▶ [Work instructions] List, from the lines below, each one with "PathBuf" in it.

▶ [Records for the task]

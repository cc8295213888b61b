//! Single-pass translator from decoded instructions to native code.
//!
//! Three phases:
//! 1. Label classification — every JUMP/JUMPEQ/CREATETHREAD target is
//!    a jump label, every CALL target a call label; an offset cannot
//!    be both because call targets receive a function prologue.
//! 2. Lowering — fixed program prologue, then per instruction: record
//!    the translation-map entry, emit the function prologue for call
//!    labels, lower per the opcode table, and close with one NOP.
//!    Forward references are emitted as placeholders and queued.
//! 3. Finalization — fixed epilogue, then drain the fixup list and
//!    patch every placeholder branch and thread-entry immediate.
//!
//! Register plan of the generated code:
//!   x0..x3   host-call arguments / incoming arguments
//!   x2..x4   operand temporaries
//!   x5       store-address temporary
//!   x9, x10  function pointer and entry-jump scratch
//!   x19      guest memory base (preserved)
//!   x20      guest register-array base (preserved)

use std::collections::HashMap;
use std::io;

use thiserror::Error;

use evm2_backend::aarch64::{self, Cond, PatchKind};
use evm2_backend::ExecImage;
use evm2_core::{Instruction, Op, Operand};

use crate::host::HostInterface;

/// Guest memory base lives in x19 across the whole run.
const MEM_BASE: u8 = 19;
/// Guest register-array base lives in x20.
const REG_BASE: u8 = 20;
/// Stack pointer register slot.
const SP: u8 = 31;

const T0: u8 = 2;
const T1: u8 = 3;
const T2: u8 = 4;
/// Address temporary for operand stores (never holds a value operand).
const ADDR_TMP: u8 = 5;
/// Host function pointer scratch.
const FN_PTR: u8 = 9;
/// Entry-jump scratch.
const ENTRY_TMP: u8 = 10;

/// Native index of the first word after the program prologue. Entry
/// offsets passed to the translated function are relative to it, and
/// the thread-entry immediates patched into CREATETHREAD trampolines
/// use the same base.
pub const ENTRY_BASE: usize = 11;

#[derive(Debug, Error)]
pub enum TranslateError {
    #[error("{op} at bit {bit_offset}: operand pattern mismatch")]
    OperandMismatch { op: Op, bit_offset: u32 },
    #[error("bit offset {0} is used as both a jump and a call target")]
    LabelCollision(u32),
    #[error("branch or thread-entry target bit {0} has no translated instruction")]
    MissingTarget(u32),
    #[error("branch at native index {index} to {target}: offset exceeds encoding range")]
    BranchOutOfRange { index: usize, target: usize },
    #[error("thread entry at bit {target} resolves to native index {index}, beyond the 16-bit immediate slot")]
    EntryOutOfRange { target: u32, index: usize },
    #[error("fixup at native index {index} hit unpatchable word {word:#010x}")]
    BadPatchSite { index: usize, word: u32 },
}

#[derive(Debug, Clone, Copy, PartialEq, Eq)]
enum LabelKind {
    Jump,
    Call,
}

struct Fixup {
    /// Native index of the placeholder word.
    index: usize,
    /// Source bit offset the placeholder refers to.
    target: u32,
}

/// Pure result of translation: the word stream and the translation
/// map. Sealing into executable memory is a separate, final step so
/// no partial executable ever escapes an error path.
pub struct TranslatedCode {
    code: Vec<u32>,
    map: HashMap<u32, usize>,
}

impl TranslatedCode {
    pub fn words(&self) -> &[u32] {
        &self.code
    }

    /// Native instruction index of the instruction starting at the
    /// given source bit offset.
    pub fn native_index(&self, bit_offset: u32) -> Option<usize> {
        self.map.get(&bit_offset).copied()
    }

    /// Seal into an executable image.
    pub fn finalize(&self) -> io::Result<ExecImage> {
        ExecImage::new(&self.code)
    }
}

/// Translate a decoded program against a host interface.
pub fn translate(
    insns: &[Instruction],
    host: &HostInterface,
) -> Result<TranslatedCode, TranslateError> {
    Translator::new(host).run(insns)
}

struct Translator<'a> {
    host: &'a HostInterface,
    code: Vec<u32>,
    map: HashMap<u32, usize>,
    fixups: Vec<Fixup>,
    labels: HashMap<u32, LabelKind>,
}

==

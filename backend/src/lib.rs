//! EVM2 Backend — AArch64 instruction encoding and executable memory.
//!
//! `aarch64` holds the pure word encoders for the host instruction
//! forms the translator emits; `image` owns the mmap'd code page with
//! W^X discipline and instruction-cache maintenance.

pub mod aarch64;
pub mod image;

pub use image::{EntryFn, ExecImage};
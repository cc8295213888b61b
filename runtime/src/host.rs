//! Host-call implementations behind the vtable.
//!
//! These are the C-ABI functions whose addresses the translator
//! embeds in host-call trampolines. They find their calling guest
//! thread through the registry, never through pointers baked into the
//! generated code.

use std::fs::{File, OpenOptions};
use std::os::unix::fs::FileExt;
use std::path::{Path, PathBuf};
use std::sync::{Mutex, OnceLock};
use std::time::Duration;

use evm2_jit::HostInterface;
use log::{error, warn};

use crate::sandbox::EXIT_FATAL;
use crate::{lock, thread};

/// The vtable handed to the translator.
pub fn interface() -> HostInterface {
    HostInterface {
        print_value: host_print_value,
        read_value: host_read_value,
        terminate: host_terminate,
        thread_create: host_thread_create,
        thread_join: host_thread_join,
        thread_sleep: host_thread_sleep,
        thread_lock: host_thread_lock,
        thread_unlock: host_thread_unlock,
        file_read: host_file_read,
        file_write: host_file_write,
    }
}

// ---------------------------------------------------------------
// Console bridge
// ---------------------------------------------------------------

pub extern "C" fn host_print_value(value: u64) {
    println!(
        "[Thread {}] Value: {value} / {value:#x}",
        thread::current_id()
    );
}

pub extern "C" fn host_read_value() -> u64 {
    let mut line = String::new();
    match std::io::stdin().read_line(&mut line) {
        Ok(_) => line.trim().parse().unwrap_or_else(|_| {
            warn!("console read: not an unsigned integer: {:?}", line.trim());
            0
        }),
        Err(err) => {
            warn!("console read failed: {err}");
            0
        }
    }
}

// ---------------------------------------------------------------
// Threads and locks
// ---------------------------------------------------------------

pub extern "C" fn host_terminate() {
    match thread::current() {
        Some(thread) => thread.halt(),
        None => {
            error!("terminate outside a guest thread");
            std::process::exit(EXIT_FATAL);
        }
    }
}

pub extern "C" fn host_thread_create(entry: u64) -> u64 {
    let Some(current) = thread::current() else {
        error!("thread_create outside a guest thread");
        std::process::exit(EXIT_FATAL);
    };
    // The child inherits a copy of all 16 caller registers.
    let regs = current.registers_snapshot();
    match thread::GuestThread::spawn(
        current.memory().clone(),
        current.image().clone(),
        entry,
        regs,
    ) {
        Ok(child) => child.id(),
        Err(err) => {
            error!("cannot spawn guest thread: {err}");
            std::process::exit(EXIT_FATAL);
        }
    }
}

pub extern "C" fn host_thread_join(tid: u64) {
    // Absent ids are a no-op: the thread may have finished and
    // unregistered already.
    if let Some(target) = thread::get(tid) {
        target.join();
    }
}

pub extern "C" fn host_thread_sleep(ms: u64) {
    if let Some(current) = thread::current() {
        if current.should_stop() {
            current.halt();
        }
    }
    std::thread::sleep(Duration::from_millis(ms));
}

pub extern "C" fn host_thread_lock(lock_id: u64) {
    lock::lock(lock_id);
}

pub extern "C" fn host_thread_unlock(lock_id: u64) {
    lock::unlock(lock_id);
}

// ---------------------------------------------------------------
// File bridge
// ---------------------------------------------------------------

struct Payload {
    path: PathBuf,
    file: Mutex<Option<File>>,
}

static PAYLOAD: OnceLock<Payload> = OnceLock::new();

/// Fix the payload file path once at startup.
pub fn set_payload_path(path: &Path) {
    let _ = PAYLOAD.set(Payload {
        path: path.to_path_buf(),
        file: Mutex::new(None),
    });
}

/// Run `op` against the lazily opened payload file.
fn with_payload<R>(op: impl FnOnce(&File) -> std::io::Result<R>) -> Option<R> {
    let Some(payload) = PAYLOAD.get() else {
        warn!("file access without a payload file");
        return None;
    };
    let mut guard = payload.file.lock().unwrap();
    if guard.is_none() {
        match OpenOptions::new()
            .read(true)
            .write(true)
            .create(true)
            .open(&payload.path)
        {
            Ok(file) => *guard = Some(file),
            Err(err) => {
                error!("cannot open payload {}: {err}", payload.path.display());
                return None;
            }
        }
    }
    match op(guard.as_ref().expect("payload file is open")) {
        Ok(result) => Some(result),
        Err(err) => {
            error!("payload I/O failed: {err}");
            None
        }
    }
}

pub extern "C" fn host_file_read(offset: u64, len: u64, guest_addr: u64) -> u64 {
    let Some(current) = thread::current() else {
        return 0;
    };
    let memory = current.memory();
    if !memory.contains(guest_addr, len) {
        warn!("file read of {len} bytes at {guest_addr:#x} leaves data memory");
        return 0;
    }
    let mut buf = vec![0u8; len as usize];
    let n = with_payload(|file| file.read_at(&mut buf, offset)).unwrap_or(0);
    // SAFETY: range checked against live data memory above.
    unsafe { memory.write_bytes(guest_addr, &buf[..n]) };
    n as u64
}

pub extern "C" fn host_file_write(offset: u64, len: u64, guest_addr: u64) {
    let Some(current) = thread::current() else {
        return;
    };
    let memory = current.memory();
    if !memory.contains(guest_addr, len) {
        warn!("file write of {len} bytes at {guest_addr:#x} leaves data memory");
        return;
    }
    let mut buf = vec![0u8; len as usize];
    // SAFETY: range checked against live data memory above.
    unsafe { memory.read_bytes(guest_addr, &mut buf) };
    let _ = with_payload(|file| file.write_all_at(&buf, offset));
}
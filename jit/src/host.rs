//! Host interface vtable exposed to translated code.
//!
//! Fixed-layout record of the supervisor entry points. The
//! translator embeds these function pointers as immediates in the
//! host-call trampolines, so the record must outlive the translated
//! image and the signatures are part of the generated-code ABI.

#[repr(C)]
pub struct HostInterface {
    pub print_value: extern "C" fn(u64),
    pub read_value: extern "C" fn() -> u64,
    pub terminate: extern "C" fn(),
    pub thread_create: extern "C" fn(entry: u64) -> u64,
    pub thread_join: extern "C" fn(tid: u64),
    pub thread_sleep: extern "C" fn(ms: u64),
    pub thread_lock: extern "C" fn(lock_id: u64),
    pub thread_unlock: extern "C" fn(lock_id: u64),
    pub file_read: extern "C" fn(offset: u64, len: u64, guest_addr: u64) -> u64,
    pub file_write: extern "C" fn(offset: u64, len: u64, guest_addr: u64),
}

▶ [Solved exercise]
use std::path::{Path, PathBuf};
    path: PathBuf,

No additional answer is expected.